(EXERCISE INSTRUCTIONS) Go through the listing below and gather every line with the word "Result".

(DATASET CONTENT)
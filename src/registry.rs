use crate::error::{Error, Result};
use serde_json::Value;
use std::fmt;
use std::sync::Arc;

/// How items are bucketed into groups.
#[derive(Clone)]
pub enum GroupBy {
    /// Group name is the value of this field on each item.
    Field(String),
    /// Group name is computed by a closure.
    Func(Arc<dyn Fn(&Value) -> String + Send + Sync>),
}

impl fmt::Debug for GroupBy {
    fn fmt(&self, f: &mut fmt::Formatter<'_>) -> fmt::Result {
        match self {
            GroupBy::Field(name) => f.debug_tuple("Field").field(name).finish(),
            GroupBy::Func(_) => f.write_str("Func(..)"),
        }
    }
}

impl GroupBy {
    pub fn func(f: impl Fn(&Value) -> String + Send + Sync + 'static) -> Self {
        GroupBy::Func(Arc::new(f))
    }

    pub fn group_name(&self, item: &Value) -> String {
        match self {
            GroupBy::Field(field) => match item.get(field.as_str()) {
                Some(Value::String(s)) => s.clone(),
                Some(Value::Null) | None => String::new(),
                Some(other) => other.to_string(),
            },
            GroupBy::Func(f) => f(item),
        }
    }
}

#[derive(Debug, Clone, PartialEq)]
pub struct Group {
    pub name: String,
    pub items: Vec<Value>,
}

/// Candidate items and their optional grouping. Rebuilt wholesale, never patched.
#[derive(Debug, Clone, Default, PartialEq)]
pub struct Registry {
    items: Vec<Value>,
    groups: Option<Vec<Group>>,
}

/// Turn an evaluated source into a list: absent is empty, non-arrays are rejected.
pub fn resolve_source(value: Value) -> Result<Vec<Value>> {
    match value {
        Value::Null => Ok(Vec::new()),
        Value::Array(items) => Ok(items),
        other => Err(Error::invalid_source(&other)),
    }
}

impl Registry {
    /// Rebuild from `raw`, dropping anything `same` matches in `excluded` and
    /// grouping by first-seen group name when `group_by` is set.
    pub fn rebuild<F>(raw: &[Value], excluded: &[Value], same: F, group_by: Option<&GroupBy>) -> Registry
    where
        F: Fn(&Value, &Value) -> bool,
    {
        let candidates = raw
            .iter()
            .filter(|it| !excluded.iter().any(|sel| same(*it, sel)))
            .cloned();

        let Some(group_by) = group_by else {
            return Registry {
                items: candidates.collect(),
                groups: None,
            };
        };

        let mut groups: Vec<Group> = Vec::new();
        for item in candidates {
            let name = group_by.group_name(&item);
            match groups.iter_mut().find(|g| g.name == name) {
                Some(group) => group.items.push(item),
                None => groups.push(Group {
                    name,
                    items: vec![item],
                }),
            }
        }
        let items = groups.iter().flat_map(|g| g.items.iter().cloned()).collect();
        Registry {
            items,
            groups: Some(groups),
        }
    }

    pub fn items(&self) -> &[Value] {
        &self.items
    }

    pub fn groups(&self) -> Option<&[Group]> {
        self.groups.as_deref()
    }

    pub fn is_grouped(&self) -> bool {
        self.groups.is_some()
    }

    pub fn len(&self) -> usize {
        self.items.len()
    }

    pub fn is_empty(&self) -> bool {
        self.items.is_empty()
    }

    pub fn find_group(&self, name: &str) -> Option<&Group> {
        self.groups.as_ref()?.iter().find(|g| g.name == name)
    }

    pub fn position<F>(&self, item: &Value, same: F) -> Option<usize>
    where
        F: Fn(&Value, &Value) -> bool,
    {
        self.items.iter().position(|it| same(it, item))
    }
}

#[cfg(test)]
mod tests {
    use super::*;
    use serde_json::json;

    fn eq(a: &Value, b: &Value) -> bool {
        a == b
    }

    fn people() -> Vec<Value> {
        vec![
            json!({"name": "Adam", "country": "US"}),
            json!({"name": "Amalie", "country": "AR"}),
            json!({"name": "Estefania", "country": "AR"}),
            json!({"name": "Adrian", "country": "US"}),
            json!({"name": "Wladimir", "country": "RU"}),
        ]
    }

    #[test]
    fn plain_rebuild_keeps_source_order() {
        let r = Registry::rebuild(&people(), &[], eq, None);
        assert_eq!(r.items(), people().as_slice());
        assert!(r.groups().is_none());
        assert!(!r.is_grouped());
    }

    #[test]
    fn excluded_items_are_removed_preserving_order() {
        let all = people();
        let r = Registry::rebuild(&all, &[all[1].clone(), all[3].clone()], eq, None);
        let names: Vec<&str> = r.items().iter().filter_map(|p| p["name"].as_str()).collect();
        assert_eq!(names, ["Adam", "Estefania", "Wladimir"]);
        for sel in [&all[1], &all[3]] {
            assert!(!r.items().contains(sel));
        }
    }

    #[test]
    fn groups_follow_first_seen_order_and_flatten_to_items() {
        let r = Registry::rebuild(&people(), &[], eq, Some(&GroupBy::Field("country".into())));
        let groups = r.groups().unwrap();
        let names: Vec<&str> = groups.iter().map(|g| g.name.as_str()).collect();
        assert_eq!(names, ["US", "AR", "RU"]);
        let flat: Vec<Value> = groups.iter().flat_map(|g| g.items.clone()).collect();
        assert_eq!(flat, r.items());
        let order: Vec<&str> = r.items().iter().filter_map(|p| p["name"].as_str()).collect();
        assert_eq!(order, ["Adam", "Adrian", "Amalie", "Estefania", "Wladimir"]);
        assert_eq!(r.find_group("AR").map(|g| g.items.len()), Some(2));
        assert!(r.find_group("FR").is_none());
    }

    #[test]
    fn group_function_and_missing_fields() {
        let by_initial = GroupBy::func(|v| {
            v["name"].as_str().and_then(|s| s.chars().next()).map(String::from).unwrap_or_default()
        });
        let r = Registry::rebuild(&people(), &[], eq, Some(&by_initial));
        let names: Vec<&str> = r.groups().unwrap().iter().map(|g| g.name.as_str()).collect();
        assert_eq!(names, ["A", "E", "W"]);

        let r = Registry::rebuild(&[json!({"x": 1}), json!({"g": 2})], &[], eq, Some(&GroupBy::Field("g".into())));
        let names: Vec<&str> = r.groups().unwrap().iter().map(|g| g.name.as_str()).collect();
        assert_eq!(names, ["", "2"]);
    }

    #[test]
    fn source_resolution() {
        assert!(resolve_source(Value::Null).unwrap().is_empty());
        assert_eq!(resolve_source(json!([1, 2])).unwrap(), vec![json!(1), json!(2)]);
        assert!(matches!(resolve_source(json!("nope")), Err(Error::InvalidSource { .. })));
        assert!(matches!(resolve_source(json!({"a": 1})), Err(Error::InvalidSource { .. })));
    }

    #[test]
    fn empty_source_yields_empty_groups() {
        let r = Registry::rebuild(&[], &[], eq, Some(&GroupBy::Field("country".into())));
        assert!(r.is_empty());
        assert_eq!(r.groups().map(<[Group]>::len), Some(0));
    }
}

(REPLY TO THE EXERCISE)
use crate::error::{Error, Result};
    fn fmt(&self, f: &mut fmt::Formatter<'_>) -> fmt::Result {
pub fn resolve_source(value: Value) -> Result<Vec<Value>> {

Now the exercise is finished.